## Problem details
Every line from the beginning of the records below up to the one holding "use crate::waiter::await_stage;" should be quoted exactly; leave out the rest.
==============================
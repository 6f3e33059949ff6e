//! Chunked block-blob upload with retry and mid-transfer URI renewal

use crate::chunk::{read_chunk, Chunk, ChunkPlan};
use crate::negotiate::session_from;
use crate::poll::PollPolicy;
use crate::sleep_or_cancel;
use crate::waiter::await_stage;
use bytes::Bytes;
use lobup_config::{Config, RenewalFailure, UploadConfig};
use lobup_errors::{BlobError, Error};
use lobup_events::{EventEmitter, UploadEvent};
use lobup_net::{error_status, retryability, BlobApi, RegistryApi, RetryPolicy};
use lobup_types::{StorageSession, UploadStage, UploadTarget};
use std::path::Path;
use std::time::Duration;
use tokio_util::sync::CancellationToken;

/// Chunk sizing and per-attempt timeouts
#[derive(Debug, Clone, PartialEq, Eq)]
pub struct ChunkPolicy {
    pub large_file_threshold: u64,
    pub large_file_chunk_size: u64,
    pub chunk_size: u64,
    /// Timeout of the first attempt, less one minute
    pub timeout_base: Duration,
    /// Added to the timeout for every attempt
    pub timeout_step: Duration,
    /// Flat timeout for every attempt of the final chunk
    pub final_chunk_timeout: Duration,
}

impl ChunkPolicy {
    #[must_use]
    pub fn chunk_size_for(&self, file_size: u64) -> u64 {
        if file_size > self.large_file_threshold {
            self.large_file_chunk_size
        } else {
            self.chunk_size
        }
    }

    /// Timeout for attempt `attempt` (1-based) of a chunk
    #[must_use]
    pub fn attempt_timeout(&self, attempt: u32, is_last: bool) -> Duration {
        if is_last {
            self.final_chunk_timeout
        } else {
            self.timeout_base + self.timeout_step * attempt
        }
    }
}

impl From<&UploadConfig> for ChunkPolicy {
    fn from(config: &UploadConfig) -> Self {
        Self {
            large_file_threshold: config.large_file_threshold,
            large_file_chunk_size: config.large_file_chunk_size,
            chunk_size: config.chunk_size,
            timeout_base: Duration::from_secs(config.chunk_timeout_base_secs),
            timeout_step: Duration::from_secs(60),
            final_chunk_timeout: Duration::from_secs(config.final_chunk_timeout_secs),
        }
    }
}

/// When and how the storage URI is renewed during a transfer
#[derive(Debug, Clone, Copy, PartialEq, Eq)]
pub struct RenewalPolicy {
    /// Session age after which the URI is renewed before the next chunk
    pub threshold: Duration,
    pub on_failure: RenewalFailure,
    /// Wait for the `AzureStorageUriRenewal` stage
    pub poll: PollPolicy,
}

/// Everything the uploader needs to know about pacing and limits
#[derive(Debug, Clone)]
pub struct UploadPolicy {
    pub chunks: ChunkPolicy,
    pub chunk_retry: RetryPolicy,
    pub commit_retry: RetryPolicy,
    pub renewal: RenewalPolicy,
}

impl From<&Config> for UploadPolicy {
    fn from(config: &Config) -> Self {
        Self {
            chunks: ChunkPolicy::from(&config.upload),
            chunk_retry: RetryPolicy::for_chunks(&config.upload),
            commit_retry: RetryPolicy::for_commit(&config.upload),
            renewal: RenewalPolicy {
                threshold: Duration::from_secs(config.upload.renewal_threshold_secs),
                on_failure: config.upload.renewal_failure,
                poll: PollPolicy::negotiation(&config.polling),
            },
        }
    }
}

impl Default for UploadPolicy {
    fn default() -> Self {
        Self::from(&Config::default())
    }
}

/// Result of a completed transfer
#[derive(Debug, Clone, PartialEq, Eq)]
pub struct UploadReport {
    pub chunks: usize,
    pub bytes: u64,
    /// Encoded block ids as committed
    pub block_ids: Vec<String>,
    /// Renewal round-trips attempted, successful or not
    pub renewals: u32,
}

/// Progress band the uploader reports into, in whole percent
#[derive(Debug, Clone, Copy)]
pub struct ProgressBand {
    pub start: u8,
    pub end: u8,
}

impl ProgressBand {
    fn at(self, done: usize, total: usize) -> u8 {
        if total == 0 {
            return self.end;
        }
        let span = usize::from(self.end.saturating_sub(self.start));
        let offset = span * done / total;
        self.start + u8::try_from(offset).unwrap_or(u8::MAX - self.start)
    }
}

/// Uploads one payload file to one blob
pub struct ChunkedUploader<'a, R: ?Sized, B: ?Sized, E> {
    registry: &'a R,
    blob: &'a B,
    target: &'a UploadTarget,
    policy: &'a UploadPolicy,
    cancel: &'a CancellationToken,
    emitter: &'a E,
    progress: Option<(String, ProgressBand)>,
}

impl<'a, R, B, E> ChunkedUploader<'a, R, B, E>
where
    R: RegistryApi + ?Sized,
    B: BlobApi + ?Sized,
    E: EventEmitter,
{
    pub fn new(
        registry: &'a R,
        blob: &'a B,
        target: &'a UploadTarget,
        policy: &'a UploadPolicy,
        cancel: &'a CancellationToken,
        emitter: &'a E,
    ) -> Self {
        Self {
            registry,
            blob,
            target,
            policy,
            cancel,
            emitter,
            progress: None,
        }
    }

    /// Emit interpolated progress updates for `run_id` after each chunk
    #[must_use]
    pub fn with_progress(mut self, run_id: impl Into<String>, band: ProgressBand) -> Self {
        self.progress = Some((run_id.into(), band));
        self
    }

    /// Upload `path` in chunks and commit the block list
    ///
    /// # Errors
    ///
    /// Returns `BlobError::ChunkUploadFailed` once a chunk exhausts its retry
    /// budget or hits a permanent failure, `BlobError::BlockCommitFailed` if
    /// the block list cannot be committed, `BlobError::RenewalFailed` when
    /// renewal fails under the abort policy, and `Error::Cancelled`.
    pub async fn upload(&self, session: StorageSession, path: &Path) -> Result<UploadReport, Error> {
        let size = tokio::fs::metadata(path)
            .await
            .map_err(|e| Error::io_with_path(&e, path))?
            .len();
        let plan = ChunkPlan::new(size, self.policy.chunks.chunk_size_for(size));
        tracing::info!(
            upload = %self.target,
            size,
            chunk_size = plan.chunk_size(),
            chunks = plan.len(),
            "uploading payload"
        );

        let mut file = tokio::fs::File::open(path)
            .await
            .map_err(|e| Error::io_with_path(&e, path))?;
        let mut session = session;
        let mut renewals = 0u32;

        for chunk in plan.chunks() {
            if self.cancel.is_cancelled() {
                return Err(Error::Cancelled);
            }
            let is_last = plan.is_last(chunk);
            if !is_last && session.age() >= self.policy.renewal.threshold {
                session = self.renew(session).await?;
                renewals += 1;
            }

            let data = read_chunk(&mut file, chunk, path).await?;
            let attempts = self.put_chunk(&session, chunk, data, is_last).await?;

            self.emitter.emit_upload(UploadEvent::ChunkUploaded {
                index: chunk.index,
                total: plan.len(),
                bytes: chunk.len,
                attempts,
            });
            if let Some((run_id, band)) = &self.progress {
                self.emitter.emit_progress_updated(
                    run_id.clone(),
                    band.at(chunk.index + 1, plan.len()),
                    format!("chunk {}/{}", chunk.index + 1, plan.len()),
                );
            }
        }

        let block_ids = plan.block_list();
        self.commit_blocks(&session, &block_ids).await?;

        Ok(UploadReport {
            chunks: plan.len(),
            bytes: size,
            block_ids,
            renewals,
        })
    }

    /// Upload one chunk with bounded retry; returns the number of attempts used
    async fn put_chunk(
        &self,
        session: &StorageSession,
        chunk: &Chunk,
        data: Bytes,
        is_last: bool,
    ) -> Result<u32, Error> {
        let retry = &self.policy.chunk_retry;
        let block_id = chunk.encoded_block_id();
        let mut attempt = 0u32;

        loop {
            attempt += 1;
            let timeout = self.policy.chunks.attempt_timeout(attempt, is_last);
            let result = tokio::select! {
                () = self.cancel.cancelled() => return Err(Error::Cancelled),
                result = self.blob.put_block(session.sas_uri(), &block_id, data.clone(), timeout) => result,
            };

            let err = match result {
                Ok(()) => {
                    tracing::debug!(chunk = chunk.index, attempt, bytes = chunk.len, "chunk uploaded");
                    return Ok(attempt);
                }
                Err(e) => e,
            };

            if !retryability(&err).should_retry() || attempt >= retry.max_attempts {
                tracing::warn!(chunk = chunk.index, attempt, error = %err, "chunk upload failed");
                return Err(BlobError::ChunkUploadFailed {
                    chunk_index: chunk.index,
                    status: error_status(&err),
                    attempts: attempt,
                    message: err.to_string(),
                }
                .into());
            }

            let backoff = retry.backoff_delay(attempt);
            tracing::debug!(chunk = chunk.index, attempt, error = %err, ?backoff, "retrying chunk");
            self.emitter.emit_upload(UploadEvent::ChunkRetrying {
                index: chunk.index,
                attempt,
                max_attempts: retry.max_attempts,
                reason: err.to_string(),
                backoff,
            });
            sleep_or_cancel(backoff, self.cancel).await?;
        }
    }

    async fn commit_blocks(&self, session: &StorageSession, block_ids: &[String]) -> Result<(), Error> {
        let retry = &self.policy.commit_retry;
        let mut attempt = 0u32;
        loop {
            if self.cancel.is_cancelled() {
                return Err(Error::Cancelled);
            }
            attempt += 1;
            match self.blob.put_block_list(session.sas_uri(), block_ids).await {
                Ok(()) => {
                    tracing::info!(blocks = block_ids.len(), attempt, "block list committed");
                    self.emitter.emit_upload(UploadEvent::BlockListCommitted {
                        blocks: block_ids.len(),
                    });
                    return Ok(());
                }
                Err(err) if retryability(&err).should_retry() && attempt < retry.max_attempts => {
                    let backoff = retry.backoff_delay(attempt);
                    tracing::debug!(attempt, error = %err, ?backoff, "retrying block list commit");
                    sleep_or_cancel(backoff, self.cancel).await?;
                }
                Err(err) => {
                    return Err(BlobError::BlockCommitFailed {
                        status: error_status(&err),
                        attempts: attempt,
                        message: err.to_string(),
                    }
                    .into());
                }
            }
        }
    }

    /// Renew the storage URI, applying the configured failure policy
    ///
    /// Under the continue policy a failed renewal yields the old URI with a
    /// restarted stopwatch, so renewal is next attempted one threshold later.
    async fn renew(&self, session: StorageSession) -> Result<StorageSession, Error> {
        let elapsed = session.age();
        tracing::info!(upload = %self.target, ?elapsed, "renewing storage URI");
        self.emitter
            .emit_upload(UploadEvent::RenewalStarted { elapsed });

        match self.renew_once().await {
            Ok(renewed) => {
                self.emitter.emit_upload(UploadEvent::RenewalSucceeded);
                Ok(renewed)
            }
            Err(Error::Cancelled) => Err(Error::Cancelled),
            Err(e) => {
                let continuing = self.policy.renewal.on_failure == RenewalFailure::Continue;
                tracing::warn!(error = %e, continuing, "storage URI renewal failed");
                self.emitter.emit_upload(UploadEvent::RenewalFailed {
                    error: e.to_string(),
                    continuing,
                });
                if continuing {
                    Ok(StorageSession::new(session.sas_uri()))
                } else {
                    Err(BlobError::RenewalFailed {
                        message: e.to_string(),
                    }
                    .into())
                }
            }
        }
    }

    async fn renew_once(&self) -> Result<StorageSession, Error> {
        let stage = UploadStage::AzureStorageUriRenewal;
        self.registry.renew_storage_uri(self.target).await?;
        await_stage(
            self.registry,
            self.target,
            stage,
            &self.policy.renewal.poll,
            self.cancel,
            self.emitter,
        )
        .await?;
        let status = self.registry.get_file_entry(self.target).await?;
        session_from(stage, &status)
    }
}

#[cfg(test)]
mod tests {
    use super::*;

    #[test]
    fn test_attempt_timeouts_widen() {
        let policy = ChunkPolicy::from(&UploadConfig::default());
        assert_eq!(policy.attempt_timeout(1, false), Duration::from_secs(360));
        assert_eq!(policy.attempt_timeout(5, false), Duration::from_secs(600));
        assert_eq!(policy.attempt_timeout(1, true), Duration::from_secs(900));
        assert_eq!(policy.attempt_timeout(5, true), Duration::from_secs(900));
    }

    #[test]
    fn test_chunk_size_switches_for_large_files() {
        let policy = ChunkPolicy::from(&UploadConfig::default());
        assert_eq!(policy.chunk_size_for(14 * 1024 * 1024), 6 * 1024 * 1024);
        assert_eq!(policy.chunk_size_for(6 * 1024 * 1024 * 1024), 4 * 1024 * 1024);
    }

    #[test]
    fn test_progress_band_interpolates() {
        let band = ProgressBand { start: 25, end: 85 };
        assert_eq!(band.at(0, 3), 25);
        assert_eq!(band.at(1, 3), 45);
        assert_eq!(band.at(3, 3), 85);
        assert_eq!(band.at(0, 0), 85);
    }

    #[test]
    fn test_policy_from_config() {
        let policy = UploadPolicy::default();
        assert_eq!(policy.chunk_retry.max_attempts, 5);
        assert!(policy.commit_retry.jitter_factor.abs() < f64::EPSILON);
        assert_eq!(policy.renewal.threshold, Duration::from_secs(420));
        assert_eq!(policy.renewal.on_failure, RenewalFailure::Continue);
    }
}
==============================
## Answer to this problem
repository 6f3e33059949ff6e
//! Chunked block-blob upload with retry and mid-transfer URI renewal

use crate::chunk::{read_chunk, Chunk, ChunkPlan};
use crate::negotiate::session_from;
use crate::poll::PollPolicy;
use crate::sleep_or_cancel;
use crate::waiter::await_stage;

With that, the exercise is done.